#### [Task to complete]
Your answer should be only the lines below from the one with "tail.push(line.clone());" to the one with "if let Some(seconds)", repeated exactly, ends included.

__________________________________________________

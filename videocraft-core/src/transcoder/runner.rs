//! Transcoder runner (§4.4, C4): spawns the transcoder, streams stderr on a
//! dedicated cooperative task, and parses progress without ever blocking the
//! child on a slow consumer.

use crate::error::CoreError;
use std::process::Stdio;
use std::time::Duration;
use tokio::io::{AsyncBufReadExt, BufReader};
use tokio::process::Command;
use tokio::sync::mpsc;
use tokio::time::timeout;
use tokio_util::sync::CancellationToken;
use tracing::{debug, error, warn};

/// Run the transcoder with `argv`, delivering 0-100 progress samples to
/// `progress_sink`. Samples are dropped (never queued) when the sink isn't
/// ready, so a slow consumer never stalls transcoding. `cancel` lets a
/// caller terminate the child early (job cancellation, §5); it races the
/// budget timeout, and either one kills and reaps the child the same way.
pub async fn run(
    ffmpeg_path: &str,
    argv: &[String],
    budget: Duration,
    progress_sink: mpsc::Sender<u8>,
    cancel: &CancellationToken,
) -> Result<(), CoreError> {
    let mut cmd = Command::new(ffmpeg_path);
    cmd.args(argv)
        .stdin(Stdio::null())
        .stdout(Stdio::null())
        .stderr(Stdio::piped());

    let mut child = cmd
        .spawn()
        .map_err(|e| CoreError::Internal(format!("failed to spawn transcoder: {e}")))?;

    let stderr = child
        .stderr
        .take()
        .ok_or_else(|| CoreError::Internal("transcoder stderr not piped".to_string()))?;

    let tail = std::sync::Arc::new(tokio::sync::Mutex::new(Vec::<String>::new()));
    let tail_clone = tail.clone();
    let progress_task = tokio::spawn(async move {
        scan_progress(stderr, progress_sink, tail_clone).await;
    });

    let wait = async {
        let status = child
            .wait()
            .await
            .map_err(|e| CoreError::Internal(format!("failed to wait on transcoder: {e}")))?;
        Ok::<_, CoreError>(status)
    };

    let status = tokio::select! {
        result = timeout(budget, wait) => match result {
            Ok(result) => result,
            Err(_) => {
                warn!("transcoder exceeded its time budget, terminating");
                let _ = child.start_kill();
                let _ = child.wait().await;
                progress_task.abort();
                return Err(CoreError::TranscodeTimeout);
            }
        },
        _ = cancel.cancelled() => {
            warn!("transcoder cancelled, terminating");
            let _ = child.start_kill();
            let _ = child.wait().await;
            progress_task.abort();
            return Err(CoreError::Cancelled);
        }
    };

    let _ = progress_task.await;

    match status {
        Ok(status) if status.success() => Ok(()),
        Ok(status) => {
            let tail_text = tail.lock().await.join("\n");
            error!(exit_status = ?status.code(), %tail_text, "transcoder failed");
            Err(CoreError::TranscodeFailed(format!(
                "exit status {:?}: {}",
                status.code(),
                tail_text
            )))
        }
        Err(e) => Err(e),
    }
}

const STDERR_TAIL_LINES: usize = 20;

async fn scan_progress(
    stderr: tokio::process::ChildStderr,
    progress_sink: mpsc::Sender<u8>,
    tail: std::sync::Arc<tokio::sync::Mutex<Vec<String>>>,
) {
    let reader = BufReader::new(stderr);
    let mut lines = reader.lines();
    let mut total_seconds: Option<f64> = None;

    while let Ok(Some(line)) = lines.next_line().await {
        {
            let mut tail = tail.lock().await;
            tail.push(line.clone());
            if tail.len() > STDERR_TAIL_LINES {
                tail.remove(0);
            }
        }

        if total_seconds.is_none() {
            if let Some(seconds) = parse_total_duration(&line) {
                debug!(seconds, "transcoder reported total duration");
                total_seconds = Some(seconds);
            }
        }

        if let (Some(total), Some(current)) = (total_seconds, parse_current_time(&line)) {
            if total > 0.0 {
                let pct = ((current / total) * 100.0).floor().clamp(0.0, 100.0) as u8;
                // Never block transcoding on a slow progress consumer.
                let _ = progress_sink.try_send(pct);
            }
        }
    }
}

/// Matches the first `Duration: HH:MM:SS.CC` line.
fn parse_total_duration(line: &str) -> Option<f64> {
    let rest = line.split("Duration:").nth(1)?;
    let time_str = rest.split(',').next()?;
    parse_hms(time_str.trim())
}

/// Matches `time=HH:MM:SS.CC` progress lines.
fn parse_current_time(line: &str) -> Option<f64> {
    let rest = line.split("time=").nth(1)?;
    let time_str = rest.split_whitespace().next()?;
    parse_hms(time_str)
}

fn parse_hms(s: &str) -> Option<f64> {
    let parts: Vec<&str> = s.split(':').collect();
    if parts.len() != 3 {
        return None;
    }
    let hours: f64 = parts[0].parse().ok()?;
    let minutes: f64 = parts[1].parse().ok()?;
    let seconds: f64 = parts[2].parse().ok()?;
    Some(hours * 3600.0 + minutes * 60.0 + seconds)
}
//! Submission, status, cancellation, and listing handlers (§6).

use axum::extract::{Path, Query, State};
use axum::http::StatusCode;
use axum::Json;
use serde::Deserialize;
use uuid::Uuid;
use videocraft_core::store::JobFilter;
use videocraft_core::types::{JobStatus, VideoProject};
use videocraft_core::validation;

use crate::dto::{JobStatusResponse, JobSubmissionResponse};
use crate::errors::{AppError, AppResult};
use crate::AppState;

pub async fn submit(
    State(state): State<AppState>,
    Json(project): Json<VideoProject>,
) -> AppResult<(StatusCode, Json<JobSubmissionResponse>)> {
    validation::validate_config(&project, &state.config.engine.domain_allowlist)?;

    let job = state.store.create(project).await;
    state.pool.submit(job.id)?;

    Ok((StatusCode::ACCEPTED, Json(JobSubmissionResponse::from_job(&job))))
}

pub async fn status(
    State(state): State<AppState>,
    Path(id): Path<Uuid>,
) -> AppResult<Json<JobStatusResponse>> {
    let job = state
        .store
        .get(id)
        .await
        .ok_or_else(|| AppError::not_found("job not found"))?;
    Ok(Json(job.into()))
}

#[derive(Debug, Deserialize)]
pub struct ListQuery {
    pub status: Option<JobStatus>,
}

pub async fn list(
    State(state): State<AppState>,
    Query(query): Query<ListQuery>,
) -> Json<Vec<JobStatusResponse>> {
    let jobs = state
        .store
        .list(Some(JobFilter { status: query.status }))
        .await;
    Json(jobs.into_iter().map(JobStatusResponse::from).collect())
}

/// Request cancellation. Idempotent: cancelling an already-terminal job is a
/// no-op that just returns the current status (§6).
pub async fn cancel(
    State(state): State<AppState>,
    Path(id): Path<Uuid>,
) -> AppResult<Json<JobStatusResponse>> {
    let job = state
        .store
        .get(id)
        .await
        .ok_or_else(|| AppError::not_found("job not found"))?;

    if !job.status.is_terminal() {
        let token = state.cancellations.read().await.get(&id).cloned();
        match token {
            Some(token) => token.cancel(),
            None => {
                // Not yet picked up by a worker: cancel directly from pending.
                let _ = state
                    .store
                    .transition(id, &[JobStatus::Pending], JobStatus::Cancelled)
                    .await;
            }
        }
    }

    let updated = state
        .store
        .get(id)
        .await
        .ok_or_else(|| AppError::not_found("job not found"))?;
    Ok(Json(updated.into()))
}
//! `GET /healthz` — liveness probe reporting whether the transcription
//! daemon is currently reachable.

use axum::extract::State;
use axum::Json;
use serde::Serialize;

use crate::AppState;

#[derive(Debug, Serialize)]
pub struct HealthResponse {
    pub status: &'static str,
    pub transcription_daemon_healthy: bool,
}

pub async fn healthz(State(state): State<AppState>) -> Json<HealthResponse> {
    Json(HealthResponse {
        status: "ok",
        transcription_daemon_healthy: state.daemon.healthy().await,
    })
}
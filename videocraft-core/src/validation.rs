//! Media-URL validator (§4.1, C1).
//!
//! Applies the five rejection rules in order, first failure wins, and never
//! rewrites input. Rejections are logged with structured fields
//! (`tracing::error!` with key-value fields) rather than a formatted
//! string, so they stay greppable.

use crate::error::CoreError;
use crate::types::{Element, VideoProject};
use tracing::error;
use url::Url;

const DISALLOWED_SCHEMES: &[&str] = &["data:", "javascript:", "vbscript:", "file:", "ftp:"];
const INJECTION_CHARS: &[char] = &[';', '|', '`', '$', '(', ')', '{', '}'];

#[derive(Debug, Clone, Copy, PartialEq, Eq)]
enum Violation {
    DisallowedScheme,
    InjectionChar,
    PathTraversal,
    UnparseableOrBadScheme,
    DomainNotAllowed,
}

impl Violation {
    fn into_error(self) -> CoreError {
        match self {
            Violation::DomainNotAllowed => CoreError::DomainNotAllowed,
            other => CoreError::InvalidUrl(format!("{other:?}")),
        }
    }
}

/// Validate a single URL against §4.1 rules 1-5. `domain_allowlist` empty
/// means rule 5 is skipped.
pub fn validate(url: &str, domain_allowlist: &[String]) -> Result<(), CoreError> {
    validate_with_path(url, domain_allowlist, None)
}

/// Validate every element source URL in a project, short-circuiting on the
/// first failure and reporting the failing element's path for diagnostics.
/// Also enforces the §3 structural invariant ("exactly one `video` element
/// required at project scope, at least one `audio` element") before any URL
/// is checked, so a structurally-invalid project is rejected synchronously
/// rather than failing later inside the pipeline.
pub fn validate_config(
    project: &VideoProject,
    domain_allowlist: &[String],
) -> Result<(), CoreError> {
    validate_structure(project)?;

    for (si, scene) in project.scenes.iter().enumerate() {
        for (ei, element) in scene.elements.iter().enumerate() {
            if let Some(src) = element_src(element) {
                let path = format!("scenes[{si}].elements[{ei}]");
                validate_with_path(src, domain_allowlist, Some(&path))?;
            }
        }
    }
    for (ei, element) in project.elements.iter().enumerate() {
        if let Some(src) = element_src(element) {
            let path = format!("elements[{ei}]");
            validate_with_path(src, domain_allowlist, Some(&path))?;
        }
    }
    Ok(())
}

/// §3: "`video` (the background; exactly one required at project scope),
/// `audio` (one or more, ordered; defines scene timing)".
fn validate_structure(project: &VideoProject) -> Result<(), CoreError> {
    let video_count = project
        .elements
        .iter()
        .filter(|e| matches!(e, Element::Video { .. }))
        .count();
    if video_count != 1 {
        return Err(CoreError::InvalidInput(format!(
            "project must have exactly one project-scoped video element, found {video_count}"
        )));
    }

    let audio_count = project
        .scenes
        .iter()
        .flat_map(|scene| scene.elements.iter())
        .filter(|e| matches!(e, Element::Audio { .. }))
        .count();
    if audio_count == 0 {
        return Err(CoreError::InvalidInput(
            "project must have at least one audio element".to_string(),
        ));
    }

    Ok(())
}

fn element_src(element: &Element) -> Option<&str> {
    match element {
        Element::Video { src, .. } | Element::Audio { src, .. } | Element::Image { src, .. } => {
            Some(src.as_str())
        }
        Element::Subtitles { .. } => None,
    }
}

fn validate_with_path(
    url: &str,
    domain_allowlist: &[String],
    element_path: Option<&str>,
) -> Result<(), CoreError> {
    match check(url, domain_allowlist) {
        Ok(()) => Ok(()),
        Err(violation) => {
            error!(
                url = %redact(url),
                violation_type = ?violation,
                element_path = element_path.unwrap_or("<none>"),
                "rejected media url"
            );
            Err(violation.into_error())
        }
    }
}

fn check(url: &str, domain_allowlist: &[String]) -> Result<(), Violation> {
    let lower = url.to_ascii_lowercase();

    // Rule 1: disallowed schemes, case-insensitive.
    if DISALLOWED_SCHEMES.iter().any(|s| lower.starts_with(s)) {
        return Err(Violation::DisallowedScheme);
    }

    // Rule 2: shell metacharacters.
    if url.chars().any(|c| INJECTION_CHARS.contains(&c)) {
        return Err(Violation::InjectionChar);
    }

    // Rule 3: path traversal substrings.
    if url.contains("../") || url.contains("..\\") {
        return Err(Violation::PathTraversal);
    }

    // Rule 4: must parse as http(s).
    let parsed = Url::parse(url).map_err(|_| Violation::UnparseableOrBadScheme)?;
    if parsed.scheme() != "http" && parsed.scheme() != "https" {
        return Err(Violation::UnparseableOrBadScheme);
    }

    // Rule 5: domain allowlist, only enforced when non-empty.
    if !domain_allowlist.is_empty() {
        let host = parsed.host_str().ok_or(Violation::DomainNotAllowed)?;
        if !domain_allowlist.iter().any(|d| d == host) {
            return Err(Violation::DomainNotAllowed);
        }
    }

    Ok(())
}

/// URLs are logged verbatim per §4.1 ("logged with fields `{url, ...}`"),
/// but we still avoid echoing credentials embedded in the authority.
fn redact(url: &str) -> String {
    match Url::parse(url) {
        Ok(mut parsed) if !parsed.username().is_empty() || parsed.password().is_some() => {
            let _ = parsed.set_username("");
            let _ = parsed.set_password(None);
            parsed.to_string()
        }
        _ => url.to_string(),
    }
}

#[cfg(test)]
mod tests {
    use super::*;
    use crate::types::Scene;

    #[test]
    fn rejects_javascript_scheme() {
        let err = validate("javascript:alert(1)", &[]).unwrap_err();
        assert_eq!(err.code(), "invalid_url");
    }

    #[test]
    fn rejects_injection_characters() {
        let err = validate("https://h/a.mp3; rm -rf /", &[]).unwrap_err();
        assert_eq!(err.code(), "invalid_url");
    }

    #[test]
    fn rejects_path_traversal() {
        let err = validate("https://h/../../etc/passwd", &[]).unwrap_err();
        assert_eq!(err.code(), "invalid_url");
    }

    #[test]
    fn rejects_non_http_scheme() {
        let err = validate("ftp://h/a.mp3", &[]).unwrap_err();
        assert_eq!(err.code(), "invalid_url");
    }

    #[test]
    fn accepts_plain_https() {
        assert!(validate("https://h.example/a.mp3", &[]).is_ok());
    }

    #[test]
    fn enforces_allowlist_when_configured() {
        let allow = vec!["trusted.example".to_string()];
        assert!(validate("https://trusted.example/a.mp3", &allow).is_ok());
        let err = validate("https://untrusted.example/a.mp3", &allow).unwrap_err();
        assert_eq!(err.code(), "domain_not_allowed");
    }

    #[test]
    fn order_of_rules_injection_before_scheme_parse() {
        // Would also fail URL parsing, but injection-char rule fires first.
        let err = validate("not a url; rm -rf /", &[]).unwrap_err();
        assert_eq!(err.code(), "invalid_url");
    }

    fn project(elements: Vec<Element>, scenes: Vec<Scene>) -> VideoProject {
        VideoProject {
            scenes,
            elements,
            quality: crate::types::Quality::Standard,
            resolution: None,
        }
    }

    #[test]
    fn rejects_project_with_no_background_video() {
        let project = project(
            vec![],
            vec![Scene {
                elements: vec![Element::Audio {
                    src: "https://h/a.mp3".to_string(),
                    duration: 0.0,
                    language: "en".to_string(),
                }],
            }],
        );
        let err = validate_config(&project, &[]).unwrap_err();
        assert_eq!(err.code(), "invalid_input");
    }

    #[test]
    fn rejects_project_with_more_than_one_background_video() {
        let video = Element::Video {
            src: "https://h/bg.mp4".to_string(),
            duration: 10.0,
        };
        let project = project(
            vec![video.clone(), video],
            vec![Scene {
                elements: vec![Element::Audio {
                    src: "https://h/a.mp3".to_string(),
                    duration: 0.0,
                    language: "en".to_string(),
                }],
            }],
        );
        let err = validate_config(&project, &[]).unwrap_err();
        assert_eq!(err.code(), "invalid_input");
    }

    #[test]
    fn rejects_project_with_no_audio() {
        let project = project(
            vec![Element::Video {
                src: "https://h/bg.mp4".to_string(),
                duration: 10.0,
            }],
            vec![],
        );
        let err = validate_config(&project, &[]).unwrap_err();
        assert_eq!(err.code(), "invalid_input");
    }

    #[test]
    fn accepts_structurally_valid_project() {
        let project = project(
            vec![Element::Video {
                src: "https://h/bg.mp4".to_string(),
                duration: 10.0,
            }],
            vec![Scene {
                elements: vec![Element::Audio {
                    src: "https://h/a.mp3".to_string(),
                    duration: 0.0,
                    language: "en".to_string(),
                }],
            }],
        );
        assert!(validate_config(&project, &[]).is_ok());
    }
}
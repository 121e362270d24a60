//! Thin bearer-token auth gate: a shared secret checked against the
//! `Authorization` header on every non-health request, as a single
//! `axum::middleware::from_fn_with_state` layer. A full JWT/session system
//! is out of scope for this service.

use axum::extract::{Request, State};
use axum::http::header;
use axum::middleware::Next;
use axum::response::Response;
use constant_time_eq::constant_time_eq;

use crate::errors::AppError;
use crate::AppState;

pub async fn require_bearer_token(
    State(state): State<AppState>,
    request: Request,
    next: Next,
) -> Result<Response, AppError> {
    let Some(expected) = state.config.auth_token.as_deref() else {
        return Ok(next.run(request).await);
    };

    let provided = request
        .headers()
        .get(header::AUTHORIZATION)
        .and_then(|v| v.to_str().ok())
        .and_then(|v| v.strip_prefix("Bearer "));

    // `constant_time_eq` compares lengths and bytes without early-exiting on
    // the first mismatch, so response latency can't leak how many leading
    // bytes matched.
    match provided {
        Some(token) if constant_time_eq(token.as_bytes(), expected.as_bytes()) => {
            Ok(next.run(request).await)
        }
        _ => Err(AppError::unauthorized("missing or invalid bearer token")),
    }
}

#[cfg(test)]
mod tests {
    use super::*;

    #[test]
    fn equal_tokens_match() {
        assert!(constant_time_eq(b"secret-token", b"secret-token"));
    }

    #[test]
    fn differing_tokens_do_not_match() {
        assert!(!constant_time_eq(b"secret-token", b"other-token"));
        assert!(!constant_time_eq(b"short", b"longer-token"));
    }
}
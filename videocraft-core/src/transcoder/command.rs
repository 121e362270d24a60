//! Transcoder argument-vector builder (§4.3, C3).
//!
//! Security-first: every value lands in its own `Vec<String>` slot. There is
//! no string concatenation anywhere near user input, which structurally
//! rules out shell-injection; the resulting argv feeds a `tokio::process
//! ::Command` purely through `.arg()` calls, never a shell string.

use crate::error::CoreError;
use crate::types::{Element, Quality, TimingSegment, VideoProject};
use std::path::{Path, PathBuf};
use uuid::Uuid;

const AUDIO_TAIL_PAD_SECS: f64 = 2.0;
const IMAGE_FALLBACK_SLOT_SECS: f64 = 5.0;
const PROTOCOL_WHITELIST: &str = "file,http,https,tcp,tls";

const INJECTION_CHARS: &[char] = &[';', '|', '`', '$', '(', ')', '{', '}'];

/// Output of [`build`]: the argv to pass to the transcoder and the path the
/// output file will be written to.
#[derive(Debug, Clone)]
pub struct TranscoderCommand {
    pub argv: Vec<String>,
    pub output_path: PathBuf,
}

/// Build the transcoder argv for `project`. Callers MUST have already run
/// [`crate::validation::validate_config`] on `project` (precondition, §4.3).
///
/// `audio_durations` holds one measured duration per audio element in scene
/// order (from [`crate::probe::probe`]); `scene_timings` is the contiguous
/// timeline built from those durations.
pub fn build(
    project: &VideoProject,
    audio_durations: &[f64],
    scene_timings: &[TimingSegment],
    output_dir: &Path,
    subtitle_path: Option<&Path>,
) -> Result<TranscoderCommand, CoreError> {
    let background = find_background_video(project)?;
    let audio_elements = collect_audio(project);
    let image_elements = collect_images(project);

    if audio_elements.is_empty() {
        return Err(CoreError::InvalidInput(
            "project has no audio elements".to_string(),
        ));
    }

    reject_injection_chars(&background.src)?;
    for audio in &audio_elements {
        reject_injection_chars(audio)?;
    }
    for image in &image_elements {
        reject_injection_chars(&image.src)?;
    }
    if let Some(path) = subtitle_path {
        reject_injection_chars(&path.to_string_lossy())?;
    }
    if audio_durations.len() != audio_elements.len() {
        return Err(CoreError::Internal(
            "audio_durations length does not match audio element count".to_string(),
        ));
    }

    let total_duration: f64 = audio_durations.iter().sum::<f64>() + AUDIO_TAIL_PAD_SECS;
    let loops_needed = if background.duration > 0.0 {
        (total_duration / background.duration).ceil().max(1.0) as u64
    } else {
        1
    };

    let mut argv: Vec<String> = vec![
        "-y".to_string(),
        "-protocol_whitelist".to_string(),
        PROTOCOL_WHITELIST.to_string(),
    ];

    // Input 0: background video, looped to cover the audio.
    argv.push("-stream_loop".to_string());
    argv.push(loops_needed.to_string());
    argv.push("-i".to_string());
    argv.push(background.src.clone());

    // Inputs 1..=N: audio, in scene order.
    for audio in &audio_elements {
        argv.push("-i".to_string());
        argv.push(audio.clone());
    }

    // Inputs N+1..: images, in scene order.
    for image in &image_elements {
        argv.push("-i".to_string());
        argv.push(image.src.clone());
    }

    let (filter_complex, final_video_label, final_audio_present) = build_filter_graph(
        audio_elements.len(),
        &image_elements,
        scene_timings,
        subtitle_path,
    );

    argv.push("-filter_complex".to_string());
    argv.push(filter_complex);

    argv.push("-map".to_string());
    argv.push(final_video_label);
    if final_audio_present {
        argv.push("-map".to_string());
        argv.push("[final_audio]".to_string());
    }

    argv.push("-c:v".to_string());
    argv.push("libx264".to_string());
    argv.push("-c:a".to_string());
    argv.push("aac".to_string());
    argv.push("-crf".to_string());
    argv.push(
        if matches!(project.quality, Quality::High) {
            "18"
        } else {
            "23"
        }
        .to_string(),
    );
    if let Some(res) = project.resolution {
        argv.push("-s".to_string());
        argv.push(format!("{}x{}", res.width, res.height));
    }
    argv.push("-movflags".to_string());
    argv.push("+faststart".to_string());
    argv.push("-pix_fmt".to_string());
    argv.push("yuv420p".to_string());
    argv.push("-preset".to_string());
    argv.push("medium".to_string());

    let output_path = output_dir.join(format!("{}.mp4", Uuid::new_v4().simple()));
    argv.push(output_path.to_string_lossy().into_owned());

    Ok(TranscoderCommand { argv, output_path })
}

/// Rejects shell/filter metacharacters in a user-sourced value (a URL or
/// path that will be interpolated into the `-filter_complex` graph or
/// passed as a bare argv entry). Never applied to filter-graph syntax we
/// generate ourselves, which legitimately contains `(`/`)`/`{`/`}`.
fn reject_injection_chars(value: &str) -> Result<(), CoreError> {
    if value.chars().any(|c| INJECTION_CHARS.contains(&c)) {
        return Err(CoreError::InvalidInput(format!(
            "value contains disallowed characters: {value}"
        )));
    }
    Ok(())
}

struct BackgroundVideo {
    src: String,
    duration: f64,
}

fn find_background_video(project: &VideoProject) -> Result<BackgroundVideo, CoreError> {
    let videos: Vec<&Element> = project
        .elements
        .iter()
        .filter(|e| matches!(e, Element::Video { .. }))
        .collect();

    match videos.as_slice() {
        [Element::Video { src, duration }] => Ok(BackgroundVideo {
            src: src.clone(),
            duration: *duration,
        }),
        [] => Err(CoreError::InvalidInput(
            "project has no background video element".to_string(),
        )),
        _ => Err(CoreError::InvalidInput(
            "project has more than one background video element".to_string(),
        )),
    }
}

fn collect_audio(project: &VideoProject) -> Vec<String> {
    project
        .scenes
        .iter()
        .flat_map(|scene| scene.elements.iter())
        .filter_map(|e| match e {
            Element::Audio { src, .. } => Some(src.clone()),
            _ => None,
        })
        .collect()
}

struct ImageElement {
    src: String,
    x: i32,
    y: i32,
}

fn collect_images(project: &VideoProject) -> Vec<ImageElement> {
    project
        .scenes
        .iter()
        .flat_map(|scene| scene.elements.iter())
        .filter_map(|e| match e {
            Element::Image { src, x, y, .. } => Some(ImageElement {
                src: src.clone(),
                x: *x,
                y: *y,
            }),
            _ => None,
        })
        .collect()
}

/// Builds the `-filter_complex` string plus the label to `-map` for video,
/// and whether `[final_audio]` exists to map. See §4.3 "Build a filter
/// graph".
fn build_filter_graph(
    num_audio: usize,
    images: &[ImageElement],
    scene_timings: &[TimingSegment],
    subtitle_path: Option<&Path>,
) -> (String, String, bool) {
    let mut parts: Vec<String> = Vec::new();

    // Audio: concat all clips then tail-pad, or pad the single clip directly.
    if num_audio > 1 {
        let labels: String = (1..=num_audio).map(|i| format!("[{i}:a]")).collect();
        parts.push(format!(
            "{labels}concat=n={num_audio}:v=0:a=1[concat_audio]"
        ));
        parts.push(format!(
            "[concat_audio]apad=pad_dur={AUDIO_TAIL_PAD_SECS}[final_audio]"
        ));
    } else {
        parts.push(format!("[1:a]apad=pad_dur={AUDIO_TAIL_PAD_SECS}[final_audio]"));
    }

    // Video: overlay each image within its scene's [start, end), falling
    // back to fixed 5s slots if there are fewer timings than images.
    let mut running_label = "0:v".to_string();
    for (i, image) in images.iter().enumerate() {
        let input_idx = 1 + num_audio + i;
        let scaled = format!("img{i}_scaled");
        parts.push(format!("[{input_idx}:v]scale=500:500[{scaled}]"));

        let (start, end) = match scene_timings.get(i) {
            Some(t) => (t.start, t.end),
            None => (
                i as f64 * IMAGE_FALLBACK_SLOT_SECS,
                (i + 1) as f64 * IMAGE_FALLBACK_SLOT_SECS,
            ),
        };

        let out_label = format!("v{i}");
        parts.push(format!(
            "[{running_label}][{scaled}]overlay={x}:{y}:enable='between(t,{start},{end})'[{out_label}]",
            x = image.x,
            y = image.y,
        ));
        running_label = out_label;
    }

    if let Some(path) = subtitle_path {
        let escaped = escape_subtitle_filter_path(path);
        parts.push(format!(
            "[{running_label}]subtitles='{escaped}'[subtitled_video]"
        ));
        running_label = "subtitled_video".to_string();
    }

    let final_video_label = format!("[{running_label}]");
    (parts.join(";"), final_video_label, true)
}

fn escape_subtitle_filter_path(path: &Path) -> String {
    path.to_string_lossy().replace('\\', "/").replace(':', "\\:")
}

__________________________________________________

#### [Answer to the exercise]
            tail.push(line.clone());
            if tail.len() > STDERR_TAIL_LINES {
                tail.remove(0);
            }
        }

        if total_seconds.is_none() {
            if let Some(seconds) = parse_total_duration(&line) {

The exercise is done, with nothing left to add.